I’m new to OOD and I’m looking to use it without an LDAP system. I’ve tried htpasswd already, We need the ability to add and remove users from a GUI interface and hopefully, the user can get mapped on the system as well. Is there such a method out there? htpasswd would make it hard on someone who’s not too technical. Especially, when dealing with multiple systems at the same time. I really appreciate anyone helping on this. Thanks.

Hello and welcome!

Have you looked at something like OpenID Connect? I don’t know what criteria you are exactly going by but there are some options available which you can see here:

https://osc.github.io/ood-documentation/latest/authentication.html

Sorry if that isn’t specific enough, but please feel free to ask some more follow-up questions as you look through the options and consider if any work for your environment.

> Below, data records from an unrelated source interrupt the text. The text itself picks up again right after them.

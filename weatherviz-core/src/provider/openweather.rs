use anyhow::Context;
use async_trait::async_trait;
use reqwest::{Client, Request};
use std::time::Duration;

use crate::{
    config::{Config, OPENWEATHER_BASE_URL, UnitSystem},
    model::RawWeatherResponse,
};

use super::{FetchError, WeatherProvider};

#[derive(Debug, Clone)]
pub struct OpenWeatherProvider {
    api_key: String,
    base_url: String,
    units: UnitSystem,
    timeout: Duration,
    http: Client,
}

impl OpenWeatherProvider {
    pub fn new(api_key: String, units: UnitSystem, timeout: Duration) -> Self {
        Self {
            api_key,
            base_url: OPENWEATHER_BASE_URL.to_string(),
            units,
            timeout,
            http: Client::new(),
        }
    }

    /// Fails when no API key is configured.
    pub fn from_config(config: &Config) -> anyhow::Result<Self> {
        let api_key = config
            .require_api_key()
            .context("Cannot create OpenWeather provider")?;

        Ok(Self::new(
            api_key.to_owned(),
            config.units,
            Duration::from_secs(config.timeout_secs),
        ))
    }

    /// Point the provider at another endpoint, e.g. a local test server.
    pub fn with_base_url(mut self, base_url: impl Into<String>) -> Self {
        self.base_url = base_url.into();
        self
    }

    pub fn with_http_client(mut self, http: Client) -> Self {
        self.http = http;
        self
    }

    pub fn units(&self) -> UnitSystem {
        self.units
    }

    /// `GET <base>?q=<city>&appid=<key>&units=<units>` with the configured timeout.
    pub fn build_request(&self, city_name: &str) -> Result<Request, FetchError> {
        self.http
            .get(&self.base_url)
            .query(&[
                ("q", city_name),
                ("appid", self.api_key.as_str()),
                ("units", self.units.query_value()),
            ])
            .timeout(self.timeout)
            .build()
            .map_err(FetchError::Transport)
    }

    fn transport_error(&self, err: reqwest::Error) -> FetchError {
        if err.is_timeout() {
            FetchError::Timeout(self.timeout)
        } else {
            FetchError::Transport(err)
        }
    }
}

#[async_trait]
impl WeatherProvider for OpenWeatherProvider {
    async fn fetch(&self, city_name: &str) -> Result<RawWeatherResponse, FetchError> {
        tracing::info!(city = city_name, units = %self.units, "Fetching weather data");

        let request = self.build_request(city_name)?;
        let res = self
            .http
            .execute(request)
            .await
            .map_err(|e| self.transport_error(e))?;

        let status = res.status();
        let body = res.text().await.map_err(|e| self.transport_error(e))?;

        if !status.is_success() {
            return Err(FetchError::Status {
                status,
                body: truncate_body(&body),
            });
        }

        let parsed: RawWeatherResponse = serde_json::from_str(&body)?;
        tracing::debug!(city = city_name, bytes = body.len(), "Received weather payload");

        Ok(parsed)
    }
}

fn truncate_body(body: &str) -> String {
    const MAX: usize = 200;
    if body.chars().count() > MAX {
        format!("{}...", body.chars().take(MAX).collect::<String>())
    } else {
        body.to_string()
    }
}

You might also want to look at ColdFront. OOD doesn’t handle any of the underlying system config stuff like account management. It relies on other tools to do that.

https://dl.acm.org/doi/pdf/10.1145/3437359.3465585

I have started to look at OpenID Connect but I thought it would also require an LDAP system. If it isn’t the case I would like to use it. I can see there’s a user_map_cmd. Do I still need to create every user manually for OpenID connect to work? The OOD server is alone, will be adding a few servers to the cluster as we go. We have no infrastructure around it. This is why we need a method that will create the user for the system and OOD application. Previously, I tried htpasswd, I had to add the user manually for the application and system.

I believe OpenID Connect uses OAuth 2.0 but I am not an authentication expert unfortunately.

@tdockendorf do you have any guidance here? I am not knowledgeable about how the users are created and mapped by these auth systems.

htpasswd is no longer supported with OnDemand, it’s too insecure so we removed support entirely though there may be ways to add that support back in. Also using just htpasswd won’t work with OnDemand if you don’t also have that username mapping to actual Linux user on the system that can access files and log into the system.

OpenID Connect has nothing to do with defining users/passwords just a means to authenticate existing users from various sources. If you want to use OpenID Connect the system providing the OIDC tokens needs somewhere to pull user info from, like LDAP or Active Directory or even Github or Google.

If you want to add local users and have them be used with OnDemand your best bet with will using PAM and mod_auth_pam with Apache to authenticate local /etc/passwd users. Add PAM Authentication — Open OnDemand 2.0.20 documentation. I must warn against using this in production, mod_auth_pam has security issues and relies on Basic auth which is extremely insecure. If you plan to run OnDemand in production I would strongly recommend having LDAP or some other user database setup (like with ColdFront as frontend) so you can use solutions that are more secure and scale better.

Yea or you could try FreeIPA for your user management. That may server as your UI to manage users.